Brian Pertl, Dean of Lawrence University's Conservatory of Music where my son is now a student, writes that, "Part of becoming a better listener is to embrace silence."  He goes on to write about the conservatory students' experience in 2010 with visiting artist Gordon Hempton, Grammy award-winning natural sound recordist.  "Silence in nature, Hempton reminds us, is never truly silent, but rather contains worlds of music just waiting to emerge. To listen into such silence takes a quiet mind," writes Pertl.

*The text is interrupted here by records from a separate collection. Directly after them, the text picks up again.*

//! Two-Group Comparison
//!
//! Welch's unequal-variance t-test and Cohen's d between the cleaned samples
//! of variant A and variant B. Differences are always `A - B`, so a positive
//! t or d means A has the larger (worse, for lower-is-better metrics) mean.

use crate::distribution::{normal_quantile, student_t_quantile, student_t_two_tailed_p};
use crate::summary::{SummaryStatistics, compute_summary};
use serde::{Deserialize, Serialize};
use std::fmt;
use versus_core::{EffectSizeThresholds, Metric, Scale, StatisticsConfig, VariantPair};

/// Qualitative size of a standardized effect
#[derive(Debug, Clone, Copy, PartialEq, Eq, PartialOrd, Ord, Serialize, Deserialize)]
#[serde(rename_all = "lowercase")]
pub enum EffectMagnitude {
    /// Below the small threshold
    Negligible,
    /// Small effect
    Small,
    /// Medium effect
    Medium,
    /// Large effect
    Large,
}

impl EffectMagnitude {
    /// Classify `|d|` against the configured thresholds
    pub fn classify(d: f64, thresholds: &EffectSizeThresholds) -> Self {
        let d = d.abs();
        if d >= thresholds.large {
            EffectMagnitude::Large
        } else if d >= thresholds.medium {
            EffectMagnitude::Medium
        } else if d >= thresholds.small {
            EffectMagnitude::Small
        } else {
            EffectMagnitude::Negligible
        }
    }
}

impl fmt::Display for EffectMagnitude {
    fn fmt(&self, f: &mut fmt::Formatter<'_>) -> fmt::Result {
        match self {
            EffectMagnitude::Negligible => write!(f, "negligible"),
            EffectMagnitude::Small => write!(f, "small"),
            EffectMagnitude::Medium => write!(f, "medium"),
            EffectMagnitude::Large => write!(f, "large"),
        }
    }
}

/// How far the comparison got
#[derive(Debug, Clone, Copy, PartialEq, Eq, Serialize, Deserialize)]
#[serde(rename_all = "snake_case")]
pub enum ComparisonStatus {
    /// Full test statistics available
    Compared,
    /// Both groups are constant; reported as no difference
    NoVariance,
    /// A group is below the minimum sample count
    InsufficientData,
}

impl fmt::Display for ComparisonStatus {
    fn fmt(&self, f: &mut fmt::Formatter<'_>) -> fmt::Result {
        match self {
            ComparisonStatus::Compared => write!(f, "compared"),
            ComparisonStatus::NoVariance => write!(f, "no variance"),
            ComparisonStatus::InsufficientData => write!(f, "insufficient data"),
        }
    }
}

/// Confidence interval of the mean difference
#[derive(Debug, Clone, Copy, PartialEq, Serialize, Deserialize)]
pub struct ConfidenceInterval {
    /// Lower bound
    pub lower: f64,
    /// Upper bound
    pub upper: f64,
    /// Confidence level, e.g. 0.95
    pub level: f64,
}

impl ConfidenceInterval {
    /// Whether the interval excludes zero
    pub fn excludes_zero(&self) -> bool {
        self.lower > 0.0 || self.upper < 0.0
    }
}

/// Welch's t-test result
#[derive(Debug, Clone, Copy, PartialEq, Serialize, Deserialize)]
pub struct WelchTest {
    /// t statistic
    pub t_statistic: f64,
    /// Welch–Satterthwaite degrees of freedom
    pub degrees_of_freedom: f64,
    /// Two-tailed p-value
    pub p_value: f64,
    /// Interval around `mean_a - mean_b`
    pub confidence_interval: ConfidenceInterval,
}

/// Cohen's d with its interpretation
#[derive(Debug, Clone, Copy, PartialEq, Serialize, Deserialize)]
pub struct EffectSize {
    /// Standardized mean difference using the pooled standard deviation
    pub cohens_d: f64,
    /// Qualitative magnitude
    pub magnitude: EffectMagnitude,
    /// `|d| >= minimum_detectable_effect`
    pub meets_mde: bool,
}

/// Whether the sample sizes can resolve the configured minimum effect
#[derive(Debug, Clone, Copy, PartialEq, Serialize, Deserialize)]
pub struct PowerCheck {
    /// Smallest d detectable at the configured alpha and power
    pub achievable_mde: f64,
    /// `achievable_mde > minimum_detectable_effect`
    pub underpowered: bool,
}

/// Numeric comparison of two groups
#[derive(Debug, Clone, PartialEq, Serialize, Deserialize)]
pub struct Comparison {
    /// How far the comparison got
    pub status: ComparisonStatus,
    /// Summary of group A
    pub stats_a: SummaryStatistics,
    /// Summary of group B
    pub stats_b: SummaryStatistics,
    /// `mean_a - mean_b`
    pub mean_difference: f64,
    /// Absent when data is insufficient
    pub welch: Option<WelchTest>,
    /// Absent when data is insufficient
    pub effect: Option<EffectSize>,
    /// Absent when data is insufficient
    pub power: Option<PowerCheck>,
}

impl Comparison {
    /// p-value, 1 when no test was run
    pub fn p_value(&self) -> f64 {
        self.welch.map_or(1.0, |w| w.p_value)
    }

    /// Cohen's d, 0 when not computed
    pub fn cohens_d(&self) -> f64 {
        self.effect.map_or(0.0, |e| e.cohens_d)
    }

    /// Effect magnitude, negligible when not computed
    pub fn magnitude(&self) -> EffectMagnitude {
        self.effect.map_or(EffectMagnitude::Negligible, |e| e.magnitude)
    }

    /// Whether the difference is significant at `alpha`
    pub fn is_significant(&self, alpha: f64) -> bool {
        self.status == ComparisonStatus::Compared && self.p_value() < alpha
    }
}

/// Comparison of the two variants for one (task, scale, metric)
#[derive(Debug, Clone, PartialEq, Serialize, Deserialize)]
pub struct ComparisonResult {
    /// Task name
    pub task: String,
    /// Scale
    pub scale: Scale,
    /// Metric compared
    pub metric: Metric,
    /// Variants in (A, B) order
    pub variants: VariantPair,
    /// Test outcome
    pub comparison: Comparison,
}

/// Compare groups `a` and `b` with Welch's t-test and Cohen's d
pub fn compare(a: &[f64], b: &[f64], config: &StatisticsConfig) -> Comparison {
    let stats_a = compute_summary(a);
    let stats_b = compute_summary(b);
    let mean_difference = stats_a.mean - stats_b.mean;

    if stats_a.n < config.min_samples.max(2) || stats_b.n < config.min_samples.max(2) {
        return Comparison {
            status: ComparisonStatus::InsufficientData,
            stats_a,
            stats_b,
            mean_difference,
            welch: None,
            effect: None,
            power: None,
        };
    }

    let n1 = stats_a.n as f64;
    let n2 = stats_b.n as f64;
    let power = power_check(n1, n2, config);

    if stats_a.has_zero_variance() && stats_b.has_zero_variance() {
        return Comparison {
            status: ComparisonStatus::NoVariance,
            stats_a,
            stats_b,
            mean_difference,
            welch: Some(WelchTest {
                t_statistic: 0.0,
                degrees_of_freedom: n1 + n2 - 2.0,
                p_value: 1.0,
                confidence_interval: ConfidenceInterval {
                    lower: mean_difference,
                    upper: mean_difference,
                    level: config.confidence_level,
                },
            }),
            effect: Some(EffectSize {
                cohens_d: 0.0,
                magnitude: EffectMagnitude::Negligible,
                meets_mde: false,
            }),
            power: Some(power),
        };
    }

    let va = stats_a.variance / n1;
    let vb = stats_b.variance / n2;
    let se = (va + vb).sqrt();
    let t = mean_difference / se;
    let df = (va + vb).powi(2) / (va.powi(2) / (n1 - 1.0) + vb.powi(2) / (n2 - 1.0));
    let p = student_t_two_tailed_p(t, df);
    let t_crit = student_t_quantile(1.0 - (1.0 - config.confidence_level) / 2.0, df);

    let pooled_sd = (((n1 - 1.0) * stats_a.variance + (n2 - 1.0) * stats_b.variance)
        / (n1 + n2 - 2.0))
        .sqrt();
    let d = if pooled_sd > 0.0 {
        mean_difference / pooled_sd
    } else {
        0.0
    };

    Comparison {
        status: ComparisonStatus::Compared,
        stats_a,
        stats_b,
        mean_difference,
        welch: Some(WelchTest {
            t_statistic: t,
            degrees_of_freedom: df,
            p_value: p,
            confidence_interval: ConfidenceInterval {
                lower: mean_difference - t_crit * se,
                upper: mean_difference + t_crit * se,
                level: config.confidence_level,
            },
        }),
        effect: Some(EffectSize {
            cohens_d: d,
            magnitude: EffectMagnitude::classify(d, &config.effect_size_thresholds),
            meets_mde: d.abs() >= config.minimum_detectable_effect,
        }),
        power: Some(power),
    }
}

/// `(z(1 - α/2) + z(power)) · √(1/n1 + 1/n2)`
fn power_check(n1: f64, n2: f64, config: &StatisticsConfig) -> PowerCheck {
    let z_alpha = normal_quantile(1.0 - config.significance_alpha / 2.0);
    let z_power = normal_quantile(config.power);
    let achievable_mde = (z_alpha + z_power) * (1.0 / n1 + 1.0 / n2).sqrt();
    PowerCheck {
        achievable_mde,
        underpowered: achievable_mde > config.minimum_detectable_effect,
    }
}
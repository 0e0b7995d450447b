//! Report Data Structures

use chrono::{DateTime, Utc};
use serde::{Deserialize, Serialize};
use versus_core::{
    Cell, CellOutcome, CellStatus, CleanupDiagnostic, ExecutionReport, FatalAbort,
    PipelineConfig, RunState, Sample, Scale, VariantPair,
};
use versus_logic::{DecisionReport, ValidationOutcome};
use versus_stats::{
    AnalysisExclusion, AnalysisReport, ComparisonResult, DatasetVerdict, QualityAssessment,
    QualityLevel, QualityReport,
};

/// Current report schema version
pub const SCHEMA_VERSION: u32 = 1;

/// Complete pipeline report
#[derive(Debug, Clone, Serialize, Deserialize)]
pub struct PipelineReport {
    pub meta: ReportMeta,
    pub variants: VariantPair,
    /// Absent when samples were re-analyzed from a file
    pub execution: Option<ExecutionSummary>,
    pub samples: Vec<Sample>,
    pub quality: QualitySummary,
    pub comparisons: Vec<ComparisonResult>,
    pub validations: Vec<ValidationOutcome>,
    pub decision: DecisionReport,
    pub ledger: DataLedger,
}

impl PipelineReport {
    /// Whether the run finished and produced a usable dataset
    pub fn is_successful(&self) -> bool {
        let aborted = self
            .execution
            .as_ref()
            .is_some_and(|e| e.state == RunState::Aborted);
        !aborted && self.quality.dataset.level != QualityLevel::Invalid
    }
}

/// Report metadata
#[derive(Debug, Clone, Serialize, Deserialize)]
pub struct ReportMeta {
    pub schema_version: u32,
    pub version: String,
    pub timestamp: DateTime<Utc>,
    pub git_commit: Option<String>,
    pub git_branch: Option<String>,
    pub system: SystemInfo,
    /// Settings the pipeline ran with
    pub config: PipelineConfig,
}

/// System information
#[derive(Debug, Clone, Serialize, Deserialize)]
pub struct SystemInfo {
    pub os: String,
    pub arch: String,
    pub cpu: String,
    pub cpu_cores: u32,
    pub memory_gb: f64,
}

/// What the orchestrator did
#[derive(Debug, Clone, Serialize, Deserialize)]
pub struct ExecutionSummary {
    pub state: RunState,
    pub abort: Option<FatalAbort>,
    pub cell_outcomes: Vec<CellOutcome>,
    pub diagnostics: Vec<CleanupDiagnostic>,
    pub total_samples: usize,
    pub failed_samples: usize,
    pub skipped_cells: usize,
    pub duration_ms: f64,
}

impl From<&ExecutionReport> for ExecutionSummary {
    fn from(report: &ExecutionReport) -> Self {
        Self {
            state: report.state,
            abort: report.abort.clone(),
            cell_outcomes: report.cell_outcomes.clone(),
            diagnostics: report.diagnostics.clone(),
            total_samples: report.samples.len(),
            failed_samples: report.failed_samples(),
            skipped_cells: report
                .cell_outcomes
                .iter()
                .filter(|o| o.status == CellStatus::Skipped)
                .count(),
            duration_ms: report.elapsed.as_secs_f64() * 1000.0,
        }
    }
}

/// Quality verdicts without the per-sample payload
#[derive(Debug, Clone, Serialize, Deserialize)]
pub struct QualitySummary {
    pub assessments: Vec<QualityAssessment>,
    pub dataset: DatasetVerdict,
    pub outliers_removed: usize,
}

impl From<&QualityReport> for QualitySummary {
    fn from(report: &QualityReport) -> Self {
        Self {
            assessments: report.assessments.clone(),
            dataset: report.dataset.clone(),
            outliers_removed: report.total_outliers(),
        }
    }
}

/// Samples of one cell that fed the comparison
#[derive(Debug, Clone, PartialEq, Serialize, Deserialize)]
pub struct UsedData {
    pub cell: Cell,
    pub samples: usize,
}

/// A sample dropped during quality control
#[derive(Debug, Clone, PartialEq, Serialize, Deserialize)]
pub struct DiscardedSample {
    pub cell: Cell,
    pub trial: u32,
    pub reason: String,
}

/// Pipeline stage that excluded data
#[derive(Debug, Clone, Copy, PartialEq, Eq, Serialize, Deserialize)]
#[serde(rename_all = "lowercase")]
pub enum ExclusionStage {
    /// Left out of the statistical comparison
    Analysis,
    /// Left out of the decision by digest validation
    Validation,
}

/// A task (or task/scale pair) left out of the results
#[derive(Debug, Clone, PartialEq, Serialize, Deserialize)]
pub struct ExcludedData {
    pub task: String,
    /// Absent when the whole task was excluded
    pub scale: Option<Scale>,
    pub stage: ExclusionStage,
    pub reason: String,
}

/// Data used, data discarded and why, data excluded and why
#[derive(Debug, Clone, Default, PartialEq, Serialize, Deserialize)]
pub struct DataLedger {
    pub used: Vec<UsedData>,
    pub discarded: Vec<DiscardedSample>,
    pub excluded: Vec<ExcludedData>,
}

impl DataLedger {
    /// Build the ledger from the stage outputs
    pub fn build(
        quality: &QualityReport,
        analysis_exclusions: &[AnalysisExclusion],
        decision: &DecisionReport,
    ) -> Self {
        let excluded_pair = |cell: &Cell| {
            analysis_exclusions
                .iter()
                .any(|e| e.task == cell.task && e.scale == cell.scale)
                || decision.is_excluded(&cell.task)
        };

        let used = quality
            .groups
            .iter()
            .filter(|g| !excluded_pair(&g.cell))
            .map(|g| UsedData {
                cell: g.cell.clone(),
                samples: g.retained.len(),
            })
            .collect();

        let discarded = quality
            .groups
            .iter()
            .flat_map(|g| {
                g.removed.iter().map(|r| DiscardedSample {
                    cell: g.cell.clone(),
                    trial: r.sample.trial,
                    reason: r.reason.to_string(),
                })
            })
            .collect();

        let excluded = analysis_exclusions
            .iter()
            .map(|e| ExcludedData {
                task: e.task.clone(),
                scale: Some(e.scale),
                stage: ExclusionStage::Analysis,
                reason: e.reason.to_string(),
            })
            .chain(decision.excluded.iter().map(|e| ExcludedData {
                task: e.task.clone(),
                scale: None,
                stage: ExclusionStage::Validation,
                reason: e.reasons.join("; "),
            }))
            .collect();

        Self {
            used,
            discarded,
            excluded,
        }
    }
}

/// Assemble the report from every stage's output
#[allow(clippy::too_many_arguments)]
pub fn assemble_report(
    meta: ReportMeta,
    variants: VariantPair,
    execution: Option<&ExecutionReport>,
    samples: Vec<Sample>,
    quality: &QualityReport,
    analysis: AnalysisReport,
    validations: Vec<ValidationOutcome>,
    decision: DecisionReport,
) -> PipelineReport {
    let ledger = DataLedger::build(quality, &analysis.exclusions, &decision);
    PipelineReport {
        meta,
        variants,
        execution: execution.map(ExecutionSummary::from),
        samples,
        quality: QualitySummary::from(quality),
        comparisons: analysis.comparisons,
        validations,
        decision,
        ledger,
    }
}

In my walks and programs, I often emphasize the importance of quieting the mind and cultivating deep listening as a foundation to forming a more intimate and inspired relationship with the natural state of this world...of which we are a part.  Yesterday, this lesson was offered spontaneously by a pair of swans coming in low over the heads of my students who were amazed by the remarkably flute-like tones made by the powerful beating of their wings.  This morning, I'm delighted to discover this understanding so beautifully articulated in the context of my son's college learning experience too. 

Inspiration for this post came from http://blogs.lawrence.edu/conservatory/2010/10/%E2%80%9Csnow-melting-into-music%E2%80%9D-the-art-of-listening.html.

Thanks to photographer, Stephen Gingold, for sharing the link to this clip on Hempton's silence conservation efforts, "One Square Inch of Silence," http://www.youtube.com/watch?v=a0xHfFC_6n0&feature=related.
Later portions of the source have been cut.